───── Records provided

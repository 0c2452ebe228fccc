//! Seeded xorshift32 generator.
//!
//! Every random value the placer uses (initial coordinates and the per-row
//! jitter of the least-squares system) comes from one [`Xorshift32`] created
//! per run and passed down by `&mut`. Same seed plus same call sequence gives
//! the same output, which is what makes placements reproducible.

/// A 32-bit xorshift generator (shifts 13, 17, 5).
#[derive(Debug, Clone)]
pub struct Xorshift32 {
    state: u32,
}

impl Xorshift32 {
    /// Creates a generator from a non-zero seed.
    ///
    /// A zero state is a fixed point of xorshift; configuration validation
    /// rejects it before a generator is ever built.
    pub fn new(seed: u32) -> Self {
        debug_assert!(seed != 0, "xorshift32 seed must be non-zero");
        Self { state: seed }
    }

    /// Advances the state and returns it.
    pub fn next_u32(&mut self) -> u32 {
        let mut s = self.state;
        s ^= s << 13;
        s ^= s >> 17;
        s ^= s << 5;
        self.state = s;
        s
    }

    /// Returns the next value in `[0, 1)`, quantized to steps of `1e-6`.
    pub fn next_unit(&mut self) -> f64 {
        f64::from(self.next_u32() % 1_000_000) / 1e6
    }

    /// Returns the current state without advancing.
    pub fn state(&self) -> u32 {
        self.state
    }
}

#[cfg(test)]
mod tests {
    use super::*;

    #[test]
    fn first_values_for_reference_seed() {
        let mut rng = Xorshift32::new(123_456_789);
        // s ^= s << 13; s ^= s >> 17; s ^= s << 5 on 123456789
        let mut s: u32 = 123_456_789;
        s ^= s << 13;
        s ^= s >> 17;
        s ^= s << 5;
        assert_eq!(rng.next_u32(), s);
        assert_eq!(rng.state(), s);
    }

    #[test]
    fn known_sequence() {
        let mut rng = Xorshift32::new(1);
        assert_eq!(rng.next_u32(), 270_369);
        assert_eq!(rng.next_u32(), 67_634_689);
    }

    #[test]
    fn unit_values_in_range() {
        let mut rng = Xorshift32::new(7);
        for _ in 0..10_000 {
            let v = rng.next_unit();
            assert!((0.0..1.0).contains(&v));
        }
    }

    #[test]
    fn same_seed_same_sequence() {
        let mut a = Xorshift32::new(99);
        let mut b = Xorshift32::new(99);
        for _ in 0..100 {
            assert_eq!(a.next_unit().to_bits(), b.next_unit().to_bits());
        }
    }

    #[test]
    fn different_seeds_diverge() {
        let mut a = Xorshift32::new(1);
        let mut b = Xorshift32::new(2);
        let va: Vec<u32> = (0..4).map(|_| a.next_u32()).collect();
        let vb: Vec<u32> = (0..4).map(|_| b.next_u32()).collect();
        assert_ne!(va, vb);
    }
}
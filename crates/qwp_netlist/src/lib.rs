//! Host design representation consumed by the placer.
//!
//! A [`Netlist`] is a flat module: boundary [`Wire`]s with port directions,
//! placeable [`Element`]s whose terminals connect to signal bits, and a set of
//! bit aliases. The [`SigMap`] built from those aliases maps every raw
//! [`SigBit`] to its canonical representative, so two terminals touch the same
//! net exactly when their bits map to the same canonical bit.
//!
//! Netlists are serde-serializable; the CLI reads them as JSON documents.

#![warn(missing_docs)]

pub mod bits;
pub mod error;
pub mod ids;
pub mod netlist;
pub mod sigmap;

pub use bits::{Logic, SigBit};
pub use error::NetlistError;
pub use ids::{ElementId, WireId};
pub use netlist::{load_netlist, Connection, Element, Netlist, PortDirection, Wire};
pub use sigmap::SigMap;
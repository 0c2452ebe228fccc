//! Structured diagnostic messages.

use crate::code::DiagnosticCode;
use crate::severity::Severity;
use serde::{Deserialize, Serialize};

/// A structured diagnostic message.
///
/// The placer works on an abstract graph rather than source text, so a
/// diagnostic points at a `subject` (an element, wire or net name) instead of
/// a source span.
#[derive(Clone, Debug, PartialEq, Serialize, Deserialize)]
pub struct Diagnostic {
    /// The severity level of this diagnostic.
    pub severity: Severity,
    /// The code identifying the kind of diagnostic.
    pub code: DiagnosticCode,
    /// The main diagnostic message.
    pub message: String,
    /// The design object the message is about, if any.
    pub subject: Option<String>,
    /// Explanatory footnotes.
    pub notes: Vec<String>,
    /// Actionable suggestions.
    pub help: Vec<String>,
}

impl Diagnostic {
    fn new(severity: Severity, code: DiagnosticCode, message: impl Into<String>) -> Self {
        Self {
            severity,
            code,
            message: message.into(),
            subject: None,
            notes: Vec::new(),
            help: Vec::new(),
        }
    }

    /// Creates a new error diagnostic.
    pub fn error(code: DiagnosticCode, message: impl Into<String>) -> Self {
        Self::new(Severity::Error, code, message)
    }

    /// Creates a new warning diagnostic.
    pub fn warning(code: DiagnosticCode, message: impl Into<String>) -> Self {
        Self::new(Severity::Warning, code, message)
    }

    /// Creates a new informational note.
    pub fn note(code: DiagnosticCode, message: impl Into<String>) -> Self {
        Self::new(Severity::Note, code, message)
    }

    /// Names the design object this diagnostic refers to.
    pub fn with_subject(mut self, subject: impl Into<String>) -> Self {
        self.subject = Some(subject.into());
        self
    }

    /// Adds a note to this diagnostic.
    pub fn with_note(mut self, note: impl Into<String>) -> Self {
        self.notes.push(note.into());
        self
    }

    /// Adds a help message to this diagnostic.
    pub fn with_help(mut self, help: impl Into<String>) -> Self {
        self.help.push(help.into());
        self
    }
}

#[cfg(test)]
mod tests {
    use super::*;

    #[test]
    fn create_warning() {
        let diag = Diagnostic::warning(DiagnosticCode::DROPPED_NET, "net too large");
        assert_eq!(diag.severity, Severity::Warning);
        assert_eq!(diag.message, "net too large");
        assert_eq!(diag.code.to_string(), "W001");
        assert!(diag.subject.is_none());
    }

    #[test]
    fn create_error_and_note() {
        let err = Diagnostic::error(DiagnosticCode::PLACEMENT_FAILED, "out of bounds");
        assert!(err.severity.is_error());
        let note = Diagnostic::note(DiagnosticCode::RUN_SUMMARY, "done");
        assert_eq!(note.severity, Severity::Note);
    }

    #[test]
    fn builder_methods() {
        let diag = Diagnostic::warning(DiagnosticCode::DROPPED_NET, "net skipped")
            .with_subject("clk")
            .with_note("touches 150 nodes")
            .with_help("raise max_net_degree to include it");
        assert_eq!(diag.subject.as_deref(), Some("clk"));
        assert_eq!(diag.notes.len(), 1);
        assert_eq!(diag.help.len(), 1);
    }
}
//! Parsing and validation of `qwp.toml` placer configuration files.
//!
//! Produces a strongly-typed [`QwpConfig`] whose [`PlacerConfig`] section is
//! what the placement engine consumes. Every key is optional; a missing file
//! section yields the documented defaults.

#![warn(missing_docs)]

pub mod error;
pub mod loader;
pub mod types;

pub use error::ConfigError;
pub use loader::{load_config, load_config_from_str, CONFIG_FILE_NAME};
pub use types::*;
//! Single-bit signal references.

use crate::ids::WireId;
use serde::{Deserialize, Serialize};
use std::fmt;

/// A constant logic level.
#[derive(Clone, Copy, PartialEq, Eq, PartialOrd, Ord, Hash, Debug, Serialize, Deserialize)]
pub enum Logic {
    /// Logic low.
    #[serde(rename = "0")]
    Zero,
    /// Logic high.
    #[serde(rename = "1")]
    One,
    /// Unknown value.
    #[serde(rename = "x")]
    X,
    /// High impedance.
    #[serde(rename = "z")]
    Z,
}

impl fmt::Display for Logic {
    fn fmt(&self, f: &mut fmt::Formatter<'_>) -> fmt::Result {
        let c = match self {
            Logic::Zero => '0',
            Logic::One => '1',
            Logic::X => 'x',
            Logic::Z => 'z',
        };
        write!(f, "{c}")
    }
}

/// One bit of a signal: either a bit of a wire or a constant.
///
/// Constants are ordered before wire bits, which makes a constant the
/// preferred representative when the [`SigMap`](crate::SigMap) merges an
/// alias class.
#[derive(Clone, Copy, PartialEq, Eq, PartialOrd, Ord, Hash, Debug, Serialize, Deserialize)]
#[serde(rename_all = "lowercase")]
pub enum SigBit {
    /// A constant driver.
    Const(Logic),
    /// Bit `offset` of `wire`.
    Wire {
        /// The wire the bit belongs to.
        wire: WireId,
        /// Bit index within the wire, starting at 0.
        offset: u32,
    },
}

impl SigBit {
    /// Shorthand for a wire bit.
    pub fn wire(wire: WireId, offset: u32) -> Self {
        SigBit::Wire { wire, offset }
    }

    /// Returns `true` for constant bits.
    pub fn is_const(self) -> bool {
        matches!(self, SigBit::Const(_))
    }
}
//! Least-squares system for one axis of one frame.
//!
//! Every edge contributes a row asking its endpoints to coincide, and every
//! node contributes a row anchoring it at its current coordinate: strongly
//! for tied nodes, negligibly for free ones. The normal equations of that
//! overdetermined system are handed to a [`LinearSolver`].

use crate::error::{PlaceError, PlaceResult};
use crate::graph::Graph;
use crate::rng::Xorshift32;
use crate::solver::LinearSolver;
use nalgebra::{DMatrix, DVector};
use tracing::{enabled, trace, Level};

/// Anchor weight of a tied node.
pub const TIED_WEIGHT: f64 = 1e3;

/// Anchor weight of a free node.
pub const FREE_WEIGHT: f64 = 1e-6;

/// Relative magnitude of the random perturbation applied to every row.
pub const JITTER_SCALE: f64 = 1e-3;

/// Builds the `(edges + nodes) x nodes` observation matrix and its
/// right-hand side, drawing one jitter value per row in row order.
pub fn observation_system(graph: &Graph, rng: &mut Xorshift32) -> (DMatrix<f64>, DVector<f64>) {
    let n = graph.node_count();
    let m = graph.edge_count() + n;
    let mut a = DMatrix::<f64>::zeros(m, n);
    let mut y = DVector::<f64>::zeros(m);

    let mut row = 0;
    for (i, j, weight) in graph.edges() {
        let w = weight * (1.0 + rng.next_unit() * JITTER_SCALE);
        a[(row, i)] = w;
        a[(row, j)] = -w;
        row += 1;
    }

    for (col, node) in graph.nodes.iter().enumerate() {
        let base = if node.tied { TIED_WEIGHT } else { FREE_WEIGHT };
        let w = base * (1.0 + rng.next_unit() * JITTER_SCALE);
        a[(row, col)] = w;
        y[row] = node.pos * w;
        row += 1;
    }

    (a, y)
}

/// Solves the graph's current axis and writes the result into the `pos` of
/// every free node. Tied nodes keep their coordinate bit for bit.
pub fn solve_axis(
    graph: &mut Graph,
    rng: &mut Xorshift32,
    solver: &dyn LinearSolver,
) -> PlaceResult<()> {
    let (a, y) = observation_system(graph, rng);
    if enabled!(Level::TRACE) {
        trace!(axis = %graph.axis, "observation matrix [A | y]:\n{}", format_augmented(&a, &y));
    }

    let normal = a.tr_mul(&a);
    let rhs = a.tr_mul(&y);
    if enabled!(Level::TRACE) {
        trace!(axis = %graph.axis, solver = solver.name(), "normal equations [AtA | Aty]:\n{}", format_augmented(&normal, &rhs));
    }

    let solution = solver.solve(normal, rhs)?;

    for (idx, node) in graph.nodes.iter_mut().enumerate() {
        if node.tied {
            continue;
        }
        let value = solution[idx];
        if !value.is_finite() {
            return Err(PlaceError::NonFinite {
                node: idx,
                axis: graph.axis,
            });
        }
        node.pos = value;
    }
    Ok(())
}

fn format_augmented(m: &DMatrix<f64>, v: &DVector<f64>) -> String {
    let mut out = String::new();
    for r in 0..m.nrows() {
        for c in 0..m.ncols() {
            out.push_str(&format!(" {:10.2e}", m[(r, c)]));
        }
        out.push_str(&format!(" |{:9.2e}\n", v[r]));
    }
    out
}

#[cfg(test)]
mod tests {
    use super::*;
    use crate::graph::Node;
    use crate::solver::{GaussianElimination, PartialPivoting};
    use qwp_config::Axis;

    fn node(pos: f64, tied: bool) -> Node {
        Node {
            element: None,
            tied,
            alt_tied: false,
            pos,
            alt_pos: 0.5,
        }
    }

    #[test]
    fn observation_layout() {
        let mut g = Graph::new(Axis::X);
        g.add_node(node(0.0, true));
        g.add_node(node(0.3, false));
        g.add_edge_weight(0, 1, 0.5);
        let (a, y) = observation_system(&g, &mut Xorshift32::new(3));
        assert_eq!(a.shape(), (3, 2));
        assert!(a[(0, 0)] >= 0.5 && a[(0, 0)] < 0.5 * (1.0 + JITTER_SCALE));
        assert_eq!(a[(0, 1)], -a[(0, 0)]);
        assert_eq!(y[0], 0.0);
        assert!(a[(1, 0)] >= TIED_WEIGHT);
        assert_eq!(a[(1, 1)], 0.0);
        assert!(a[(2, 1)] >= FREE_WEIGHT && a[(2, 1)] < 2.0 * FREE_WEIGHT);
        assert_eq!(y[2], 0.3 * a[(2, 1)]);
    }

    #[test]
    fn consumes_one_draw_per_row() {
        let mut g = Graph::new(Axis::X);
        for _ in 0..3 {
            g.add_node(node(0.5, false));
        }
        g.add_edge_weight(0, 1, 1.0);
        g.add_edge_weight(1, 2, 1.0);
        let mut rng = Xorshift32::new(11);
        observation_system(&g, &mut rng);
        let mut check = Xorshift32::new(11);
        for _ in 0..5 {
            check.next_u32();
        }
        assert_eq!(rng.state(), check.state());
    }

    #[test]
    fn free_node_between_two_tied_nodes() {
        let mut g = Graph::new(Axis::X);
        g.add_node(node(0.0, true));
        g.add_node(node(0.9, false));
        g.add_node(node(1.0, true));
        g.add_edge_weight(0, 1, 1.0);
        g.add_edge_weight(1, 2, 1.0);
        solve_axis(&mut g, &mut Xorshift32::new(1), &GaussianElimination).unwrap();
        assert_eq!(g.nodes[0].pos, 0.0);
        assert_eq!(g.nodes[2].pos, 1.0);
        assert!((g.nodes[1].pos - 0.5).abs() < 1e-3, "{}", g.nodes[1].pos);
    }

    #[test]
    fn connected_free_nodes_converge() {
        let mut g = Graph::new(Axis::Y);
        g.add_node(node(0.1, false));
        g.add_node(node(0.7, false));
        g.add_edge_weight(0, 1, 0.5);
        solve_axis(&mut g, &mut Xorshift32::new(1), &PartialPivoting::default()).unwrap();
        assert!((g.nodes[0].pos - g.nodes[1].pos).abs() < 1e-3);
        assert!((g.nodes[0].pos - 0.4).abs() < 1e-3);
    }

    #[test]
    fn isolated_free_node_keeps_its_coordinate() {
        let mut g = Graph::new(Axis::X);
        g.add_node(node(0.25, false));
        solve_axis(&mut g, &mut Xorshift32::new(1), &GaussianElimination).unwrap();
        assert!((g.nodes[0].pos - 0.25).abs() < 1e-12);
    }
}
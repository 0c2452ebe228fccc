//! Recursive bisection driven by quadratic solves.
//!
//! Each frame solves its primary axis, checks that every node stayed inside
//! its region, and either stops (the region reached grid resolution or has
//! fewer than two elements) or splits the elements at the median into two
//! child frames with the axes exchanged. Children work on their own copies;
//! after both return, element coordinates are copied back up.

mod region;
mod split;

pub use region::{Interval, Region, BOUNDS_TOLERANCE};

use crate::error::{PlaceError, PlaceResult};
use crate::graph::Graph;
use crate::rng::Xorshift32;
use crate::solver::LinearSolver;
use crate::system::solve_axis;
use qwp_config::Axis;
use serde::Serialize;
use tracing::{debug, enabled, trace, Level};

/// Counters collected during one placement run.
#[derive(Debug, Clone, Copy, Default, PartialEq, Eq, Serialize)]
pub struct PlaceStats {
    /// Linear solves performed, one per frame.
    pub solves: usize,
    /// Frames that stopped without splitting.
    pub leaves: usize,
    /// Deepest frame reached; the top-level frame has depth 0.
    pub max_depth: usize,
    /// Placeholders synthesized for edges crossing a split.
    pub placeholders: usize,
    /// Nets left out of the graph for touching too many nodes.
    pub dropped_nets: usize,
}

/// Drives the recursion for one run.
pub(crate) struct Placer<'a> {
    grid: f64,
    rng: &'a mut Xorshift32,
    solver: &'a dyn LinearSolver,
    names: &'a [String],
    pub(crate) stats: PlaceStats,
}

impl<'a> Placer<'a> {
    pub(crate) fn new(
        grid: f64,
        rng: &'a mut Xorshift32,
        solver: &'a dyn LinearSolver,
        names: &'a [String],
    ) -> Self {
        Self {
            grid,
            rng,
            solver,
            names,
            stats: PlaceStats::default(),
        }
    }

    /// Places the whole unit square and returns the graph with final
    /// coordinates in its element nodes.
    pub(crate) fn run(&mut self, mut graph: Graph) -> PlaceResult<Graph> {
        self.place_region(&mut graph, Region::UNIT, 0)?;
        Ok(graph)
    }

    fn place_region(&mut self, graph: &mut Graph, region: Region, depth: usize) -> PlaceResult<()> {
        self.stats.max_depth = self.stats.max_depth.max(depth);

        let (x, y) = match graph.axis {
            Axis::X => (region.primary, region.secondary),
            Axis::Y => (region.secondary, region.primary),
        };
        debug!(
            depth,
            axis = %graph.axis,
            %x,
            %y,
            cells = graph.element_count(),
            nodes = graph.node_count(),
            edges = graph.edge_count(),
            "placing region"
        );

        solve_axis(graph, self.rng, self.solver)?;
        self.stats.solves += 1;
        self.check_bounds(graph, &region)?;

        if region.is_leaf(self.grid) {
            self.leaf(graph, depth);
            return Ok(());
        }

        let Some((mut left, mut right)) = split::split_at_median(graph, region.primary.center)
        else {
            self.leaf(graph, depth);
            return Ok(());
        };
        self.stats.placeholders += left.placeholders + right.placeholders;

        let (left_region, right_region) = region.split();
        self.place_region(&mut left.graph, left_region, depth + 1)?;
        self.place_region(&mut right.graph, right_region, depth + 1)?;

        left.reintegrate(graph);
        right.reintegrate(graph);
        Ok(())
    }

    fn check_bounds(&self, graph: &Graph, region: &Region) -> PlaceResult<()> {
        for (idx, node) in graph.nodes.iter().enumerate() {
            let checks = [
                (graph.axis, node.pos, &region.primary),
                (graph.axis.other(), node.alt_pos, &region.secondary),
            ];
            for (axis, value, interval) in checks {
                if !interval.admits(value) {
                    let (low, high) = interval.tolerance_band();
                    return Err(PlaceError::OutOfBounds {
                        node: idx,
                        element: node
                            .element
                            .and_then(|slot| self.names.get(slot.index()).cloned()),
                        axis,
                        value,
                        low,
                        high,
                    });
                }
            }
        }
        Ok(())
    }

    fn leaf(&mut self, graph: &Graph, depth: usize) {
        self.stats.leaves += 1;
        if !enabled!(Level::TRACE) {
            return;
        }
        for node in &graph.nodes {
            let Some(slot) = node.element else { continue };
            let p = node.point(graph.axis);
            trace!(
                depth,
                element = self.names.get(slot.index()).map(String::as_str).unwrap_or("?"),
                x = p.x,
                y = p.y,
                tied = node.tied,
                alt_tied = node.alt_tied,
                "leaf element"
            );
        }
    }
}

──────────

■ **Exercise aim**:
In the records above, find every line containing the word "WireId" and show it.

■ **Your solution**:
pub use ids::{ElementId, WireId};
use crate::ids::WireId;
        wire: WireId,
    pub fn wire(wire: WireId, offset: u32) -> Self {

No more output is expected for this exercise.